In vitro and animal experiments support a causal relationship between zinc dysregulation and neuronal damage after ischemic stroke. The injection of the zinc chelator ZnEDTA 14 days after middle cerebral artery occlusion (MCAO) in adult male rats led to a significant decrease in infarct volume and neuronal damage and improvement in neurological function [82]. In MCAO rats, zinc-induced CDK5-Tyr15 phosphorylation activates CDK5 in the hippocampus, which exacerbates neuronal death in ischemic stroke [83]. In an experimental model of ischemic stroke, normobaric hyperoxia treatment reduces zinc accumulation in penumbral tissues, thus reducing ischemic injury [84].

Some noteworthy findings about zinc levels have been reported from clinical investigations of patients diagnosed with an ischemic stroke. Serum zinc concentrations were considerably lower in ischemic stroke patients compared to age- and sex-matched healthy controls [85]. Calcium, copper, and iron levels did not change significantly between patients with ischemic stroke and healthy controls; the researchers postulated that low blood zinc concentration is associated with an increased risk of ischemic stroke based on their findings [86]. In a case-cohort study, blood zinc concentrations were inversely linked with the incidence of ischemic stroke, especially in women. This might be related to the function of zinc in the metabolism of sex hormones and the reproductive cycle, but the mechanism underlying the possible interaction is still unclear and warrants further investigation [87]. It appears that ischemic stroke could be a condition that would benefit from preventative zinc supplementation [86].

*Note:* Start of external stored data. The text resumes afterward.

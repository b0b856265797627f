//! Move selection
//!
//! The engine does not search. It picks, in priority order:
//!
//! 1. **Immediate win**: a cell completing five for the engine
//! 2. **Defense**: a cell where the opponent would complete five
//! 3. **Fallback**: the first empty cell in row-major order
//!
//! Each step scans the board in row-major order, so the choice is fully
//! deterministic for a given position.
//!
//! # Example
//!
//! ```
//! use gomoku::{engine, Board, Player, Pos, SearchType, MAX_BOARD_SIZE};
//!
//! let mut board = Board::with_size(15, MAX_BOARD_SIZE).unwrap();
//! for col in 0..4 {
//!     board.place(Pos::new(7, col), Player::Two).unwrap();
//! }
//!
//! let result = engine::select_move(&board, Player::One, Player::Two).unwrap();
//! assert_eq!(result.best_move, Pos::new(7, 4));
//! assert_eq!(result.search_type, SearchType::Defense);
//! ```

use tracing::debug;

use crate::board::{Board, Player, Pos};
use crate::error::BoardError;
use crate::rules::{find_immediate_win, first_empty_cell};

/// Rule that produced the chosen move
#[derive(Debug, Clone, Copy, PartialEq, Eq)]
pub enum SearchType {
    /// Completes five for the side to move
    ImmediateWin,
    /// Blocks the opponent's five
    Defense,
    /// Nothing urgent; first empty cell
    Fallback,
}

/// Chosen move and how it was found
#[derive(Debug, Clone, Copy, PartialEq, Eq)]
pub struct MoveResult {
    pub best_move: Pos,
    pub search_type: SearchType,
}

/// Pick a move for `own` without placing it.
///
/// Fails with [`BoardError::NoMovesAvailable`] on a full (or unsized) board.
pub fn select_move(board: &Board, own: Player, opponent: Player) -> Result<MoveResult, BoardError> {
    if board.is_full() {
        return Err(BoardError::NoMovesAvailable);
    }
    let (best_move, search_type) = if let Some(pos) = find_immediate_win(board, own) {
        (pos, SearchType::ImmediateWin)
    } else if let Some(pos) = find_immediate_win(board, opponent) {
        (pos, SearchType::Defense)
    } else {
        let pos = first_empty_cell(board).ok_or(BoardError::NoMovesAvailable)?;
        (pos, SearchType::Fallback)
    };

    debug!(row = best_move.row, col = best_move.col, ?search_type, "move selected");
    Ok(MoveResult {
        best_move,
        search_type,
    })
}

/// Select a move for `own` against its opponent and place it
pub fn play_move(board: &mut Board, own: Player) -> Result<MoveResult, BoardError> {
    let result = select_move(board, own, own.opponent())?;
    board.place(result.best_move, own)?;
    Ok(result)
}

#[cfg(test)]
mod tests {
    use super::*;
    use crate::board::{Cell, MAX_BOARD_SIZE};

    fn board(size: i64) -> Board {
        Board::with_size(size, MAX_BOARD_SIZE).unwrap()
    }

    #[test]
    fn test_engine_finds_immediate_win() {
        let mut board = board(20);
        for i in 0..4 {
            board.place(Pos::new(9, i), Player::One).unwrap();
        }

        let result = select_move(&board, Player::One, Player::Two).unwrap();
        assert_eq!(result.best_move, Pos::new(9, 4));
        assert_eq!(result.search_type, SearchType::ImmediateWin);
    }

    #[test]
    fn test_engine_blocks_opponent_win() {
        let mut board = board(20);
        for i in 0..4 {
            board.place(Pos::new(9, i), Player::Two).unwrap();
        }
        board.place(Pos::new(10, 5), Player::One).unwrap();

        let result = select_move(&board, Player::One, Player::Two).unwrap();
        assert_eq!(result.best_move, Pos::new(9, 4));
        assert_eq!(result.search_type, SearchType::Defense);
    }

    #[test]
    fn test_win_beats_block() {
        let mut board = board(20);
        // Opponent threat comes first in row-major order
        for i in 0..4 {
            board.place(Pos::new(2, i), Player::Two).unwrap();
        }
        for i in 0..4 {
            board.place(Pos::new(12, i + 6), Player::One).unwrap();
        }

        let result = select_move(&board, Player::One, Player::Two).unwrap();
        assert_eq!(result.best_move, Pos::new(12, 5));
        assert_eq!(result.search_type, SearchType::ImmediateWin);
    }

    #[test]
    fn test_engine_fallback_first_empty() {
        let mut board = board(20);
        board.place(Pos::new(0, 0), Player::Two).unwrap();

        let result = select_move(&board, Player::One, Player::Two).unwrap();
        assert_eq!(result.best_move, Pos::new(0, 1));
        assert_eq!(result.search_type, SearchType::Fallback);
    }

    #[test]
    fn test_engine_empty_board() {
        let board = board(20);
        let result = select_move(&board, Player::One, Player::Two).unwrap();
        assert_eq!(result.best_move, Pos::new(0, 0));
    }

    #[test]
    fn test_full_board_has_no_move() {
        let mut board = board(2);
        board.place(Pos::new(0, 0), Player::One).unwrap();
        board.place(Pos::new(0, 1), Player::Two).unwrap();
        board.place(Pos::new(1, 0), Player::One).unwrap();
        board.place(Pos::new(1, 1), Player::Two).unwrap();

        assert_eq!(
            select_move(&board, Player::One, Player::Two),
            Err(BoardError::NoMovesAvailable)
        );
        assert_eq!(
            select_move(&Board::new(), Player::One, Player::Two),
            Err(BoardError::NoMovesAvailable)
        );
    }

    #[test]
    fn test_play_move_places_stone() {
        let mut board = board(20);
        let result = play_move(&mut board, Player::One).unwrap();
        assert_eq!(result.best_move, Pos::new(0, 0));
        assert_eq!(board.get(Pos::new(0, 0)), Cell::Player1);
        assert_eq!(board.stone_count(), 1);
    }

    #[test]
    fn test_selection_is_deterministic() {
        let mut board = board(20);
        for i in 0..4 {
            board.place(Pos::new(5, 5 + i), Player::Two).unwrap();
        }
        let first = select_move(&board, Player::One, Player::Two).unwrap();
        let second = select_move(&board, Player::One, Player::Two).unwrap();
        assert_eq!(first, second);
        assert_eq!(first.best_move, Pos::new(5, 4));
    }
}
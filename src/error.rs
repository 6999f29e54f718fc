use crate::matting::trimap::Region;
use thiserror::Error;

/// Error type for alpha matte refinement
///
/// Every variant except `Cancelled` is a precondition violation detected once
/// at pipeline entry. Per-pixel degeneracies are recovered locally and never
/// surface here.
#[derive(Debug, Clone, PartialEq, Error)]
pub enum MattingError {
    /// The image has zero width or height
    #[error("Image dimensions must be non-zero")]
    EmptyImage,

    /// Image, mask or trimap dimensions do not agree
    #[error("Dimensions do not match: expected {expected:?}, actual {actual:?}")]
    DimensionMismatch {
        /// Expected dimensions (width, height)
        expected: (u32, u32),
        /// Actual dimensions (width, height)
        actual: (u32, u32),
    },

    /// A pixel is marked as both foreground and background
    ///
    /// The two region masks must be disjoint; the classifier refuses to pick
    /// one label silently.
    #[error("Pixel ({x}, {y}) is marked as both foreground and background")]
    MaskOverlap { x: u32, y: u32 },

    /// Unknown pixels exist but the given region has no pixels at all
    ///
    /// The initial estimate needs a nearest foreground and a nearest
    /// background color for every unknown pixel.
    #[error("Trimap has unknown pixels but no {region} pixels")]
    MissingRegion { region: Region },

    /// A window scale descriptor is unusable
    #[error("Invalid window scale #{index}: {reason}")]
    InvalidScale { index: usize, reason: String },

    /// Invalid parameter provided to the operation
    #[error("Invalid parameter: {0}")]
    InvalidParameter(String),

    /// Refinement was cancelled between iterations
    #[error("Refinement cancelled after {completed} iterations")]
    Cancelled { completed: usize },
}

/// Error type for guided filter operations
#[derive(Debug, Clone, PartialEq, Error)]
pub enum GuidedFilterError {
    /// Radius must be at least 1
    #[error("Guided filter radius must be positive, got {radius}")]
    InvalidRadius { radius: u32 },

    /// Epsilon must be strictly positive
    #[error("Guided filter epsilon must be positive, got {epsilon}")]
    InvalidEpsilon { epsilon: f64 },

    /// Guidance and input sizes differ
    #[error("Guidance dimensions {guidance_dims:?} do not match input dimensions {input_dims:?}")]
    DimensionMismatch {
        guidance_dims: (u32, u32),
        input_dims: (u32, u32),
    },
}

impl From<GuidedFilterError> for MattingError {
    fn from(err: GuidedFilterError) -> Self {
        match err {
            GuidedFilterError::DimensionMismatch {
                guidance_dims,
                input_dims,
            } => Self::DimensionMismatch {
                expected: guidance_dims,
                actual: input_dims,
            },
            other => Self::InvalidParameter(other.to_string()),
        }
    }
}
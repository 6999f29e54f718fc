use crate::error::MattingError;
use crate::utils::validate_non_empty;
use image::Luma;
use imageproc::definitions::Image;

/// Region of a trimap pixel
#[derive(Debug, Clone, Copy, PartialEq, Eq, Hash)]
#[cfg_attr(feature = "serde", derive(serde::Serialize, serde::Deserialize))]
pub enum Region {
    Foreground,
    Background,
    Unknown,
}

impl std::fmt::Display for Region {
    fn fmt(&self, f: &mut std::fmt::Formatter<'_>) -> std::fmt::Result {
        match self {
            Self::Foreground => write!(f, "foreground"),
            Self::Background => write!(f, "background"),
            Self::Unknown => write!(f, "unknown"),
        }
    }
}

/// Cutoffs that turn an 8-bit trimap into region masks
///
/// A value strictly above `foreground` is foreground, a value strictly below
/// `background` is background, anything else is unknown.
#[derive(Debug, Clone, Copy, PartialEq, Eq)]
#[cfg_attr(feature = "serde", derive(serde::Serialize, serde::Deserialize))]
#[cfg_attr(feature = "serde", serde(default))]
pub struct TrimapThresholds {
    pub foreground: u8,
    pub background: u8,
}

impl Default for TrimapThresholds {
    fn default() -> Self {
        Self {
            foreground: 200,
            background: 100,
        }
    }
}

impl TrimapThresholds {
    #[must_use]
    pub const fn classify(&self, value: u8) -> Region {
        if value > self.foreground {
            Region::Foreground
        } else if value < self.background {
            Region::Background
        } else {
            Region::Unknown
        }
    }
}

/// Disjoint foreground and background masks over a `width × height` grid
///
/// Pixels in neither mask are unknown. Construction rejects overlapping masks,
/// so every pixel has exactly one [`Region`].
#[derive(Debug, Clone, PartialEq, Eq)]
pub struct TrimapMasks {
    width: u32,
    height: u32,
    foreground: Vec<bool>,
    background: Vec<bool>,
}

impl TrimapMasks {
    /// Builds masks from two row-major boolean fields
    ///
    /// # Errors
    ///
    /// * `MattingError::EmptyImage` - if either dimension is zero
    /// * `MattingError::InvalidParameter` - if a mask length is not `width * height`
    /// * `MattingError::MaskOverlap` - if a pixel is in both masks
    pub fn new(
        width: u32,
        height: u32,
        foreground: Vec<bool>,
        background: Vec<bool>,
    ) -> Result<Self, MattingError> {
        validate_non_empty(width, height)?;

        let pixel_count = width as usize * height as usize;
        for (name, mask) in [("foreground", &foreground), ("background", &background)] {
            if mask.len() != pixel_count {
                return Err(MattingError::InvalidParameter(format!(
                    "{name} mask has {} entries, expected {pixel_count}",
                    mask.len()
                )));
            }
        }

        if let Some(index) = foreground
            .iter()
            .zip(&background)
            .position(|(&fg, &bg)| fg && bg)
        {
            return Err(MattingError::MaskOverlap {
                x: (index % width as usize) as u32,
                y: (index / width as usize) as u32,
            });
        }

        Ok(Self {
            width,
            height,
            foreground,
            background,
        })
    }

    /// Thresholds an 8-bit trimap into masks
    ///
    /// # Errors
    ///
    /// * `MattingError::EmptyImage` - if the trimap is empty
    /// * `MattingError::InvalidParameter` - if `thresholds.background > thresholds.foreground`
    pub fn from_trimap(
        trimap: &Image<Luma<u8>>,
        thresholds: TrimapThresholds,
    ) -> Result<Self, MattingError> {
        if thresholds.background > thresholds.foreground {
            return Err(MattingError::InvalidParameter(format!(
                "background threshold {} exceeds foreground threshold {}",
                thresholds.background, thresholds.foreground
            )));
        }

        let (width, height) = trimap.dimensions();
        let (foreground, background): (Vec<bool>, Vec<bool>) = trimap
            .pixels()
            .map(|&Luma([value])| match thresholds.classify(value) {
                Region::Foreground => (true, false),
                Region::Background => (false, true),
                Region::Unknown => (false, false),
            })
            .unzip();

        Self::new(width, height, foreground, background)
    }

    #[must_use]
    pub const fn dimensions(&self) -> (u32, u32) {
        (self.width, self.height)
    }

    #[must_use]
    pub fn pixel_count(&self) -> usize {
        self.foreground.len()
    }

    #[must_use]
    pub fn foreground(&self) -> &[bool] {
        &self.foreground
    }

    #[must_use]
    pub fn background(&self) -> &[bool] {
        &self.background
    }

    /// Region of the pixel at row-major `index`
    #[inline]
    #[must_use]
    pub fn region(&self, index: usize) -> Region {
        if self.foreground[index] {
            Region::Foreground
        } else if self.background[index] {
            Region::Background
        } else {
            Region::Unknown
        }
    }

    /// Number of pixels in each region as `(foreground, background, unknown)`
    #[must_use]
    pub fn counts(&self) -> (usize, usize, usize) {
        let fg = self.foreground.iter().filter(|&&v| v).count();
        let bg = self.background.iter().filter(|&&v| v).count();
        (fg, bg, self.pixel_count() - fg - bg)
    }

    /// Hard constraint `(alpha, confidence)` of a known pixel, `None` if unknown
    #[inline]
    #[must_use]
    pub fn constraint(&self, index: usize) -> Option<(f64, f64)> {
        match self.region(index) {
            Region::Foreground => Some((1.0, 1.0)),
            Region::Background => Some((0.0, 1.0)),
            Region::Unknown => None,
        }
    }
}
impl<S, D> AlphaRefiner<S, D>
where
    S: ConfidenceSmoother,
    D: BoundaryDistance,
{
    #[must_use]
    pub fn with_smoother<T: ConfidenceSmoother>(self, smoother: T) -> AlphaRefiner<T, D> {
        AlphaRefiner {
            config: self.config,
            smoother,
            boundary: self.boundary,
            cancel: self.cancel,
        }
    }

    #[must_use]
    pub fn with_boundary_distance<T: BoundaryDistance>(self, boundary: T) -> AlphaRefiner<S, T> {
        AlphaRefiner {
            config: self.config,
            smoother: self.smoother,
            boundary,
            cancel: self.cancel,
        }
    }

    /// Shares a flag that aborts the refinement before the next iteration
    #[must_use]
    pub fn with_cancel_flag(mut self, flag: Arc<AtomicBool>) -> Self {
        self.cancel = Some(flag);
        self
    }

    #[must_use]
    pub const fn config(&self) -> &RefineConfig {
        &self.config
    }

    /// Runs the full refinement
    ///
    /// # Errors
    ///
    /// See [`AlphaRefiner::refine_with_observer`].
    pub fn refine(
        &self,
        image: &Image<Rgb<u8>>,
        masks: &TrimapMasks,
    ) -> Result<MatteState, MattingError> {
        self.refine_with_observer(image, masks, &mut ())
    }

    /// Runs the full refinement, reporting every snapshot to `observer`
    ///
    /// # Errors
    ///
    /// * `MattingError::EmptyImage` - if the image is empty
    /// * `MattingError::DimensionMismatch` - if masks and image differ in size
    /// * `MattingError::MissingRegion` - if unknown pixels exist and a mask is empty
    /// * `MattingError::Cancelled` - if the cancel flag was raised
    pub fn refine_with_observer(
        &self,
        image: &Image<Rgb<u8>>,
        masks: &TrimapMasks,
        observer: &mut dyn RefinementObserver,
    ) -> Result<MatteState, MattingError> {
        let initial = self.initial_estimate(image, masks)?;
        observer.on_initial_estimate(&initial);

        let (width, height) = image.dimensions();
        let colors = color_planes(image, 1.0 / 255.0);
        let threshold = self.config.convergence_threshold;
        let smoothers = self
            .config
            .scales
            .iter()
            .map(|scale| {
                self.smoother
                    .prepare(&colors, width, height, scale.radius, scale.epsilon)
            })
            .collect::<Result<Vec<_>, _>>()?;

        let (state, _) = (1..=self.config.iterations).try_fold(
            (initial, false),
            |(state, converged), iteration| -> Result<(MatteState, bool), MattingError> {
                if converged {
                    return Ok((state, true));
                }
                self.check_cancelled(iteration - 1)?;

                let next = self.iterate(&colors, masks, &state, &smoothers, width, height)?;
                let delta = next.max_alpha_delta(&state);
                debug!(
                    "iteration {iteration}/{}: max alpha delta {delta:.6}, mean confidence {:.4}",
                    self.config.iterations,
                    next.mean_confidence()
                );
                observer.on_iteration(iteration, &next);

                let converged = threshold.is_some_and(|t| delta < t);
                if converged {
                    debug!("converged after {iteration} iterations");
                }
                Ok((next, converged))
            },
        )?;

        Ok(state)
    }

    /// Validates the inputs and computes the initial matte only
    ///
    /// # Errors
    ///
    /// Same input errors as [`AlphaRefiner::refine_with_observer`].
    pub fn initial_estimate(
        &self,
        image: &Image<Rgb<u8>>,
        masks: &TrimapMasks,
    ) -> Result<MatteState, MattingError> {
        let (width, height) = image.dimensions();
        validate_non_empty(width, height)?;
        validate_matching_dimensions((width, height), masks.dimensions())?;

        let (foreground_map, background_map) = self.boundary_maps(masks)?;
        let raw_colors = color_planes(image, 1.0);

        Ok(estimate_initial_matte(
            &raw_colors,
            masks,
            foreground_map.as_ref(),
            background_map.as_ref(),
        ))
    }

    fn boundary_maps(
        &self,
        masks: &TrimapMasks,
    ) -> Result<(Option<BoundaryMap>, Option<BoundaryMap>), MattingError> {
        let (foreground, background, unknown) = masks.counts();
        debug!("trimap: {foreground} foreground, {background} background, {unknown} unknown pixels");
        if unknown == 0 {
            return Ok((None, None));
        }

        let (width, height) = masks.dimensions();
        let map = |mask: &[bool], region: Region| {
            self.boundary
                .boundary_map(mask, width, height)
                .ok_or(MattingError::MissingRegion { region })
        };

        Ok((
            Some(map(masks.foreground(), Region::Foreground)?),
            Some(map(masks.background(), Region::Background)?),
        ))
    }

    fn check_cancelled(&self, completed: usize) -> Result<(), MattingError> {
        match &self.cancel {
            Some(flag) if flag.load(Ordering::Relaxed) => {
                debug!("cancelled after {completed} iterations");
                Err(MattingError::Cancelled { completed })
            }
            _ => Ok(()),
        }
    }

    fn iterate<'s>(
        &self,
        colors: &ColorPlanes,
        masks: &TrimapMasks,
        state: &MatteState,
        smoothers: &[Box<dyn PreparedSmoother + 's>],
        width: u32,
        height: u32,
    ) -> Result<MatteState, MattingError> {
        let pass = |(scale, smoother): (&WindowScale, &Box<dyn PreparedSmoother + 's>)| {
            scale_pass(smoother.as_ref(), colors, state, scale, width, height)
        };

        #[cfg(feature = "rayon")]
        let contributions = self
            .config
            .scales
            .par_iter()
            .zip(smoothers.par_iter())
            .map(pass)
            .collect::<Result<Vec<_>, _>>()?;

        #[cfg(not(feature = "rayon"))]
        let contributions = self
            .config
            .scales
            .iter()
            .zip(smoothers)
            .map(pass)
            .collect::<Result<Vec<_>, _>>()?;

        let outcome = fuse(&contributions, colors, state, masks);
        if outcome.unresolved > 0 {
            warn!(
                "{} unknown pixels had zero confidence at every scale; keeping previous values",
                outcome.unresolved
            );
        }

        Ok(outcome.state)
    }
}
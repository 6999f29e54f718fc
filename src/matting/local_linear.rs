//! Per-window ridge regression of alpha on color.
//!
//! Within a small neighborhood alpha is modelled as an affine function of the
//! three color channels, `alpha ≈ a·color + b`. The fit is closed form:
//!
//! ```text
//! a = (Σ + εI)⁻¹ · cov(color, alpha)
//! b = mean(alpha) − a·mean(color)
//! ```
//!
//! where Σ is the local 3×3 color covariance. The ridge term ε keeps the system
//! invertible for every window, so there is no failure path.

/// Symmetric 3×3 matrix stored as its six unique entries
///
/// Layout: `[rr, rg, rb, gg, gb, bb]`, the same ordering the color covariance
/// maps use.
#[derive(Debug, Clone, Copy, PartialEq)]
pub struct SymmetricMatrix3(pub [f64; 6]);

impl SymmetricMatrix3 {
    #[must_use]
    pub const fn new(rr: f64, rg: f64, rb: f64, gg: f64, gb: f64, bb: f64) -> Self {
        Self([rr, rg, rb, gg, gb, bb])
    }

    /// Returns `self + epsilon·I`
    #[must_use]
    pub fn with_ridge(self, epsilon: f64) -> Self {
        let [rr, rg, rb, gg, gb, bb] = self.0;
        Self([rr + epsilon, rg, rb, gg + epsilon, gb, bb + epsilon])
    }

    #[must_use]
    pub fn determinant(&self) -> f64 {
        let [rr, rg, rb, gg, gb, bb] = self.0;
        rb.mul_add(
            rg.mul_add(gb, -(gg * rb)),
            rr.mul_add(
                gg.mul_add(bb, -(gb * gb)),
                -(rg * rg.mul_add(bb, -(rb * gb))),
            ),
        )
    }

    /// Inverse by cofactor expansion
    ///
    /// Returns `None` when the determinant is zero or not finite.
    #[must_use]
    pub fn inverse(&self) -> Option<Self> {
        let det = self.determinant();
        if det == 0.0 || !det.is_finite() {
            return None;
        }

        let [rr, rg, rb, gg, gb, bb] = self.0;
        let inv_det = 1.0 / det;
        Some(Self([
            gg.mul_add(bb, -(gb * gb)) * inv_det,
            rb.mul_add(gb, -(rg * bb)) * inv_det,
            rg.mul_add(gb, -(gg * rb)) * inv_det,
            rr.mul_add(bb, -(rb * rb)) * inv_det,
            rb.mul_add(rg, -(rr * gb)) * inv_det,
            rr.mul_add(gg, -(rg * rg)) * inv_det,
        ]))
    }

    #[must_use]
    pub fn mul_vector(&self, v: [f64; 3]) -> [f64; 3] {
        let [rr, rg, rb, gg, gb, bb] = self.0;
        [
            rb.mul_add(v[2], rr.mul_add(v[0], rg * v[1])),
            gb.mul_add(v[2], rg.mul_add(v[0], gg * v[1])),
            bb.mul_add(v[2], rb.mul_add(v[0], gb * v[1])),
        ]
    }
}

/// Affine color-to-alpha model of one window: `alpha ≈ a·color + b`
#[derive(Debug, Clone, Copy, PartialEq, Default)]
pub struct LocalLinearModel {
    pub a: [f64; 3],
    pub b: f64,
}

impl LocalLinearModel {
    /// Model that predicts `value` regardless of color
    #[must_use]
    pub const fn constant(value: f64) -> Self {
        Self {
            a: [0.0; 3],
            b: value,
        }
    }

    /// Evaluates `a·color + b` without clamping
    #[inline]
    #[must_use]
    pub fn predict(&self, color: [f64; 3]) -> f64 {
        self.a[2].mul_add(
            color[2],
            self.a[1].mul_add(color[1], self.a[0].mul_add(color[0], self.b)),
        )
    }

    /// Euclidean norm of the slope vector
    #[must_use]
    pub fn slope_norm(&self) -> f64 {
        self.a.iter().map(|v| v * v).sum::<f64>().sqrt()
    }
}

/// Fits the ridge-regularized local linear model of one window
///
/// # Arguments
///
/// * `mean_color` - Window mean of each color channel
/// * `mean_alpha` - Window mean of alpha
/// * `color_covariance` - Window color covariance (without ridge)
/// * `color_alpha_covariance` - Covariance of each channel with alpha
/// * `epsilon` - Ridge strength, must be positive
///
/// If rounding leaves the regularized matrix non-invertible the fit degrades
/// to the constant model `b = mean_alpha`.
#[must_use]
pub fn fit_local_linear_model(
    mean_color: [f64; 3],
    mean_alpha: f64,
    color_covariance: SymmetricMatrix3,
    color_alpha_covariance: [f64; 3],
    epsilon: f64,
) -> LocalLinearModel {
    let Some(inverse) = color_covariance.with_ridge(epsilon).inverse() else {
        return LocalLinearModel::constant(mean_alpha);
    };

    let a = inverse.mul_vector(color_alpha_covariance);
    if a.iter().any(|v| !v.is_finite()) {
        return LocalLinearModel::constant(mean_alpha);
    }

    let b = a[2].mul_add(
        -mean_color[2],
        a[1].mul_add(-mean_color[1], a[0].mul_add(-mean_color[0], mean_alpha)),
    );

    LocalLinearModel { a, b }
}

Intracerebral hemorrhage (ICH) is a non-traumatic hemorrhage in the brain parenchyma. ICH is particularly catastrophic, with a high mortality rate of up to 50% of the survivors. Over 70% are dependent on functioning aids a year after the event [88,89,90]. Despite clinical advances, including the continued evolution of minimally invasive surgical procedures to remove the blood clot, the prognosis of ICH remains poor [91,92,93]. A number of factors play a role in the pathogenesis of ICH, including hypertension, diabetes, lipid metabolism problems, and genetics, but also changes in the levels of essential trace elements and heavy metals [80,94,95,96].

Zinc is involved in coagulation’s intrinsic pathway, where it binds directly to the XII factor and increases its sensitivity to enzymatic activation [97]. Therefore, both animal models and patients with zinc deficiency have been shown to have prolonged bleeding times as a result of impaired coagulation cascades and fibrin formation [98]. Similarly, after platelets are activated at the site of injury, zinc binds to fibrinogen and fibrin, promoting the formation of a fibrin network [98,99]. Patients with ICH had lower zinc levels than normal controls (0.13 ± 0.02 vs. 3.17 ± 0.74 μg/dI); p < 0.001) [100]. It has been determined that plasma zinc levels and the risk of first-ever stroke in hypertensive patients are significantly correlated with the risk of ICH in a recent study [101]. Previously, a retrospective cohort study examined the relationship between hypozincemia and the severity of aneurysmal subarachnoid hemorrhage. The findings indicated that zinc deficiency (plasma zinc concentration < 10 μmol/L) is associated with a more severe course of the disease. As a result, the authors concluded that zinc deficiency independently contributes to an unfavorable outcome [102].